I would think so, as “use” doesn’t specify implementation. If you use a word processor it may be running locally or remotely.

From a user’s perspective, it doesn’t matter.

Apple's been trying to make the marketing appeal that "Private Compute Cloud" is also a hardware project. Given it seems to rely on low level details of device Hardware Security Modules, it's maybe even at least a little bit more than just "marketing spin".
looks like it is not "Private iCloud Compute" at all.

Anthropic literally says "Requests go directly from your app to the Claude API; Apple is not in the request path and does not see prompts or responses." — Apple straight up lied

No, that post is about Claude for Foundation Models. That is not the same as Apple Intelligence.

the Swift package for Claude for Foundation Models is about sending calls to Claude. That had nothing to do with Apples models which do use local models and models on Private Cloud Compute.

Your accusation that "Apple straight up lied" is based on misunderstanding TFA.

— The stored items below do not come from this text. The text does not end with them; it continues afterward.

use crate::error::HealthResponse;
use crate::routes;
use axum::{Json, http::StatusCode};

/// GET /health handler - Health check endpoint
///
/// The store is in-process, so there is no dependency to probe; a response
/// at all means the service is healthy.
#[utoipa::path(
    get,
    path = routes::HEALTH,
    responses(
        (status = 200, description = "Service is healthy", body = HealthResponse)
    ),
    tag = "system"
)]
pub async fn health_handler() -> (StatusCode, Json<HealthResponse>) {
    tracing::debug!("Health check passed");
    (
        StatusCode::OK,
        Json(HealthResponse {
            status: "ok".to_string(),
        }),
    )
}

"... technically, I did not have sex with her!"

this is a blurry line. when factual statements are so confusing (deliberately? we well never know), there is not much difference between lie and technically-turth ful misdirection. harm is done. ill-intent is likely present.

you can burry "facts" into thousands pages long T&C (apple is infamous for) nobody reads. and claim "you agreed to that!". nobody does, nobody did. technically this is correct and truthful, but harmful ill-intent against user pulling power to corporate entity as much as it can.

same here, apple would "technically" not lie, but annouce their products and build their API confusing to their advantage (upselling features that do not exit).

when you have to fight over word definitions, it is a red flag.